◆ **Assigned task**
Search the entries for the word "input". Copy every line where it turns up.

◆ **Working data**
// tuple.rs — Capability tuple data model and validation.
//
// A tuple is immutable once validated; there are no setters. Map scopes use
// a BTreeMap so the canonical key order (ascending, bytewise) and key
// uniqueness are structural properties rather than runtime checks.

use std::collections::BTreeMap;
use std::sync::OnceLock;

use regex::Regex;
use serde::{Deserialize, Serialize};

use crate::error::TupleError;
use crate::wire;

/// Grammar for a capability name: lowercase alphanumeric first character,
/// then lowercase alphanumerics plus `_ . : - { } ; = | \`.
const CAPABILITY_PATTERN: &str = r"^[a-z0-9][a-z0-9_.:\-{};=|\\]*$";

/// Grammar for a map-scope key: 1..=64 characters, lowercase alphanumeric
/// plus `_ . : -`.
const SCOPE_KEY_PATTERN: &str = r"^[a-z0-9][a-z0-9_.:-]{0,63}$";

fn capability_re() -> &'static Regex {
    static RE: OnceLock<Regex> = OnceLock::new();
    RE.get_or_init(|| Regex::new(CAPABILITY_PATTERN).expect("capability grammar compiles"))
}

fn scope_key_re() -> &'static Regex {
    static RE: OnceLock<Regex> = OnceLock::new();
    RE.get_or_init(|| Regex::new(SCOPE_KEY_PATTERN).expect("scope key grammar compiles"))
}

/// A scalar value inside a map scope.
#[derive(Debug, Clone, PartialEq, Serialize, Deserialize)]
#[serde(untagged)]
pub enum ScopeValue {
    Bool(bool),
    Number(f64),
    Text(String),
}

/// The scope of a tuple: either a free-form string or a flat map of
/// key/scalar entries.
#[derive(Debug, Clone, PartialEq, Serialize, Deserialize)]
#[serde(untagged)]
pub enum TupleScope {
    Text(String),
    Map(BTreeMap<String, ScopeValue>),
}

/// A `(principal, capability, scope)` authorization assertion.
#[derive(Debug, Clone, PartialEq, Serialize, Deserialize)]
pub struct CapabilityTuple {
    /// Who the assertion is about (1..=256 chars, no surrounding whitespace).
    pub principal: String,
    /// What they may do (1..=256 chars, capability grammar).
    pub capability: String,
    /// Over what (string 1..=512 chars, or map of 1..=16 entries).
    pub scope: TupleScope,
}

impl CapabilityTuple {
    /// Convenience constructor for a string-scoped tuple.
    pub fn with_text_scope(
        principal: impl Into<String>,
        capability: impl Into<String>,
        scope: impl Into<String>,
    ) -> Self {
        Self {
            principal: principal.into(),
            capability: capability.into(),
            scope: TupleScope::Text(scope.into()),
        }
    }

    /// Convenience constructor for a map-scoped tuple.
    pub fn with_map_scope(
        principal: impl Into<String>,
        capability: impl Into<String>,
        entries: impl IntoIterator<Item = (String, ScopeValue)>,
    ) -> Self {
        Self {
            principal: principal.into(),
            capability: capability.into(),
            scope: TupleScope::Map(entries.into_iter().collect()),
        }
    }

    /// Run the ordered validation checks, returning the first failure.
    ///
    /// Check order: principal (empty, length, whitespace), capability
    /// (empty, length, whitespace, grammar), then scope — string scopes
    /// check length and whitespace; map scopes check emptiness, size, and
    /// each entry's key grammar and value bounds.
    pub fn validate(&self) -> Result<(), TupleError> {
        if self.principal.is_empty() {
            return Err(TupleError::PrincipalEmpty);
        }
        if self.principal.chars().count() > 256 {
            return Err(TupleError::PrincipalLength);
        }
        if self.principal.trim() != self.principal {
            return Err(TupleError::PrincipalWhitespace);
        }

        if self.capability.is_empty() {
            return Err(TupleError::CapabilityEmpty);
        }
        if self.capability.chars().count() > 256 {
            return Err(TupleError::CapabilityLength);
        }
        if self.capability.trim() != self.capability {
            return Err(TupleError::CapabilityWhitespace);
        }
        if !capability_re().is_match(&self.capability) {
            return Err(TupleError::CapabilityFormat);
        }

        match &self.scope {
            TupleScope::Text(text) => {
                let len = text.chars().count();
                if len < 1 || len > 512 {
                    return Err(TupleError::ScopeTextLength);
                }
                if text.trim() != text {
                    return Err(TupleError::ScopeTextWhitespace);
                }
            }
            TupleScope::Map(map) => {
                if map.is_empty() {
                    return Err(TupleError::ScopeMapEmpty);
                }
                if map.len() > 16 {
                    return Err(TupleError::ScopeMapTooLarge);
                }
                for (key, value) in map {
                    if !scope_key_re().is_match(key) {
                        return Err(TupleError::ScopeKeyFormat { key: key.clone() });
                    }
                    match value {
                        ScopeValue::Text(text) => {
                            if text.chars().count() > 256 {
                                return Err(TupleError::ScopeValueLength { key: key.clone() });
                            }
                        }
                        ScopeValue::Number(n) => {
                            if !n.is_finite() {
                                return Err(TupleError::ScopeNumberNotFinite {
                                    key: key.clone(),
                                });
                            }
                        }
                        ScopeValue::Bool(_) => {}
                    }
                }
            }
        }

        Ok(())
    }

    /// Emit the canonical wire form. Validates first, so this succeeds
    /// exactly when [`validate`](Self::validate) returns `Ok`.
    pub fn serialize(&self) -> Result<String, TupleError> {
        self.validate()?;
        Ok(wire::serialize_validated(self))
    }

    /// Parse a wire-form string back into a validated tuple.
    ///
    /// Scalar types in map scopes are inferred from the text (`true`/`false`
    /// become booleans, decimal numbers become numbers, everything else is a
    /// string), so a string value that spells a boolean or number will not
    /// survive a round trip with its type intact.
    pub fn parse(input: &str) -> Result<Self, TupleError> {
        wire::parse(input)
    }
}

◆ **Response to the exercise**
    pub fn parse(input: &str) -> Result<Self, TupleError> {
        wire::parse(input)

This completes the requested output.